# Indy said i will be able to delete this post



## newsposter (Aug 18, 2002)

so i'm posting it then going to try to delete it. 

if i cant, direct your wrath to him 

edit..here i sit at the advanced edit window..where oh where is the delete post button, where oh where can you be?


----------



## eddyj (Jun 20, 2002)

newsposter said:


> so i'm posting it then going to try to delete it.
> 
> if i cant, direct your wrath to him


If I reply, you won't be able to! MWAHAHAHAHA!!!


----------



## heyitscory (Apr 6, 2004)

Curse you, Indy, and your leg-pulling!


----------



## newsposter (Aug 18, 2002)

eddyj said:


> If I reply, you won't be able to! MWAHAHAHAHA!!!


irrelevant...i opened up the post and before i even typed anything out there was no delete button


----------



## MickeS (Dec 26, 2002)

There's a test forum:
http://www.tivocommunity.com/tivo-vb/forumdisplay.php?f=23


----------



## jsmeeker (Apr 2, 2001)

newsposter said:


> irrelevant...i opened up the post and before i even typed anything out there was no delete button


the delete button appears when you click edit


----------



## MickeS (Dec 26, 2002)

Now I have to test it.


----------



## newsposter (Aug 18, 2002)

one things for sure...a mod is actively moving stuff around within 1 minute of posting  i thought they would all be at work!


----------



## eddyj (Jun 20, 2002)

newsposter said:


> irrelevant...i opened up the post and before i even typed anything out there was no delete button


It used to work that way with the old software, I seem to remember.


----------



## newsposter (Aug 18, 2002)

jsmeeker said:


> the delete button appears when you click edit


super big negatory on that for a 1st post


----------



## newsposter (Aug 18, 2002)

eddyj said:


> It used to work that way with the old software, I seem to remember.


yes why did we go back?


----------



## Turtleboy (Mar 24, 2001)

You used to be able to delete threads even after people posted to them and there was discussion.

Until Pan Chun got pissy and deleted all of his threads which messed things up.

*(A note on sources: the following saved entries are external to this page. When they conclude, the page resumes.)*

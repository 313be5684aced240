//! The startup plan data model.
//!
//! `StartupPlan` is the root artifact of one generation call. The field names
//! serialize camelCase because the wire contract with the generation endpoint
//! and the persisted vault format share this serde shape.
//!
//! A plan is treated as immutable once produced: callers replace the whole
//! object on a new generation rather than mutating fields. The one exception
//! is `code.legal_doc`, which the generation call fills in client-side after
//! the model output has been parsed.

use serde::{Deserialize, Serialize};

/// The root artifact returned by one plan generation call.
#[derive(Debug, Clone, PartialEq, Serialize, Deserialize)]
#[serde(rename_all = "camelCase")]
pub struct StartupPlan {
    pub blueprint: BusinessBlueprint,
    pub financials: Financials,
    pub branding: Branding,
    pub product: ProductArchitecture,
    pub code: MvpCode,
    pub pitch_deck: Vec<PitchDeckSlide>,
    pub gtm: GtmStrategy,
    pub compliance: CompliancePolicy,
    /// Single self-contained HTML document embedding a runnable prototype UI.
    #[serde(default, skip_serializing_if = "Option::is_none")]
    pub live_prototype_html: Option<String>,
}

/// Problem/solution framing, personas, market research and competition.
#[derive(Debug, Clone, PartialEq, Serialize, Deserialize)]
#[serde(rename_all = "camelCase")]
pub struct BusinessBlueprint {
    pub problem: String,
    pub solution: String,
    pub usp: String,
    pub user_personas: Vec<UserPersona>,
    pub market_research: MarketResearch,
    pub pricing_strategy: String,
    pub competitive_landscape: Vec<CompetitorProfile>,
}

#[derive(Debug, Clone, PartialEq, Serialize, Deserialize)]
#[serde(rename_all = "camelCase")]
pub struct UserPersona {
    pub name: String,
    pub description: String,
    pub pain_points: Vec<String>,
}

#[derive(Debug, Clone, PartialEq, Serialize, Deserialize)]
#[serde(rename_all = "camelCase")]
pub struct MarketResearch {
    pub tam: String,
    pub sam: String,
    pub som: String,
    pub insight: String,
    pub citations: Vec<String>,
}

#[derive(Debug, Clone, PartialEq, Serialize, Deserialize)]
#[serde(rename_all = "camelCase")]
pub struct CompetitorProfile {
    pub competitor: String,
    pub weakness: String,
    pub counter_advantage: String,
}

/// Revenue model, cost structure, unit economics and yearly projections.
#[derive(Debug, Clone, PartialEq, Serialize, Deserialize)]
#[serde(rename_all = "camelCase")]
pub struct Financials {
    pub revenue_model: String,
    pub cost_structure: Vec<String>,
    pub unit_economics: UnitEconomics,
    pub projections: Vec<YearProjection>,
}

impl Financials {
    /// Returns the projection for the given zero-based year index.
    ///
    /// The model is asked for at least five projection years, but consumers
    /// must treat missing indices as absent rather than zero.
    pub fn projection(&self, index: usize) -> Option<&YearProjection> {
        self.projections.get(index)
    }
}

/// CAC/LTV/margin as display strings, exactly as the model emits them.
#[derive(Debug, Clone, PartialEq, Serialize, Deserialize)]
#[serde(rename_all = "camelCase")]
pub struct UnitEconomics {
    pub cac: String,
    pub ltv: String,
    pub margin: String,
}

#[derive(Debug, Clone, PartialEq, Serialize, Deserialize)]
#[serde(rename_all = "camelCase")]
pub struct YearProjection {
    /// Display label for the year ("Year 1", "2027", ...).
    pub year: String,
    pub revenue: f64,
    pub expenses: f64,
    pub profit: f64,
}

/// Brand identity: naming, palette, typography and logo direction.
#[derive(Debug, Clone, PartialEq, Serialize, Deserialize)]
#[serde(rename_all = "camelCase")]
pub struct Branding {
    pub name: String,
    pub tagline: String,
    pub positioning: String,
    pub colors: Vec<BrandColor>,
    pub typography: Typography,
    pub logo_concept: String,
}

#[derive(Debug, Clone, PartialEq, Serialize, Deserialize)]
#[serde(rename_all = "camelCase")]
pub struct BrandColor {
    pub name: String,
    pub hex: String,
    pub usage: String,
}

#[derive(Debug, Clone, PartialEq, Serialize, Deserialize)]
#[serde(rename_all = "camelCase")]
pub struct Typography {
    pub primary: String,
    pub secondary: String,
}

/// User flows, core components and the proposed technical foundation.
#[derive(Debug, Clone, PartialEq, Serialize, Deserialize)]
#[serde(rename_all = "camelCase")]
pub struct ProductArchitecture {
    pub user_flows: Vec<FlowStep>,
    pub core_components: Vec<String>,
    pub tech_stack: TechStack,
    /// Free-text description of the proposed database schema.
    pub database_schema: String,
}

#[derive(Debug, Clone, PartialEq, Serialize, Deserialize)]
#[serde(rename_all = "camelCase")]
pub struct FlowStep {
    pub step: String,
    pub description: String,
}

#[derive(Debug, Clone, PartialEq, Serialize, Deserialize)]
#[serde(rename_all = "camelCase")]
pub struct TechStack {
    pub frontend: String,
    pub backend: String,
    pub database: String,
    pub ai: String,
}

/// Boilerplate code produced by the model plus the client-side legal doc.
#[derive(Debug, Clone, PartialEq, Serialize, Deserialize)]
#[serde(rename_all = "camelCase")]
pub struct MvpCode {
    pub frontend_snippet: String,
    pub backend_snippet: String,
    pub api_routes: Vec<String>,
    /// Appended client-side after generation; never model output.
    #[serde(default, skip_serializing_if = "Option::is_none")]
    pub legal_doc: Option<String>,
}

#[derive(Debug, Clone, PartialEq, Serialize, Deserialize)]
#[serde(rename_all = "camelCase")]
pub struct PitchDeckSlide {
    pub title: String,
    pub content: String,
    pub visual_cue: String,
}

/// Go-to-market channels, assets and launch sequencing.
#[derive(Debug, Clone, PartialEq, Serialize, Deserialize)]
#[serde(rename_all = "camelCase")]
pub struct GtmStrategy {
    pub channels: Vec<GtmChannel>,
    pub marketing_assets: Vec<String>,
    pub growth_loops: String,
    pub launch_plan: Vec<String>,
}

#[derive(Debug, Clone, PartialEq, Serialize, Deserialize)]
#[serde(rename_all = "camelCase")]
pub struct GtmChannel {
    pub name: String,
    pub strategy: String,
}

/// Regional regulations and an overall risk estimate.
#[derive(Debug, Clone, PartialEq, Serialize, Deserialize)]
#[serde(rename_all = "camelCase")]
pub struct CompliancePolicy {
    pub region: String,
    pub regulations: Vec<Regulation>,
    pub data_privacy_level: String,
    pub risk_score: f64,
}

#[derive(Debug, Clone, PartialEq, Serialize, Deserialize)]
#[serde(rename_all = "camelCase")]
pub struct Regulation {
    pub name: String,
    pub description: String,
    pub action_required: String,
}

But you, or Indy, is correct that you used to be able to delete a thread before someone else posted to it.


----------



## newsposter (Aug 18, 2002)

i guess the clutter of extra postings is less objectionable than a person deleting their own mistake before anyone else posts

or someone overlooked the feature.


----------



## DanFathers (Apr 1, 2008)

heyitscory said:


> Curse you, Indy, and your leg-pulling!


Leg pulling........

........where the heck did that saying come from anyway???


----------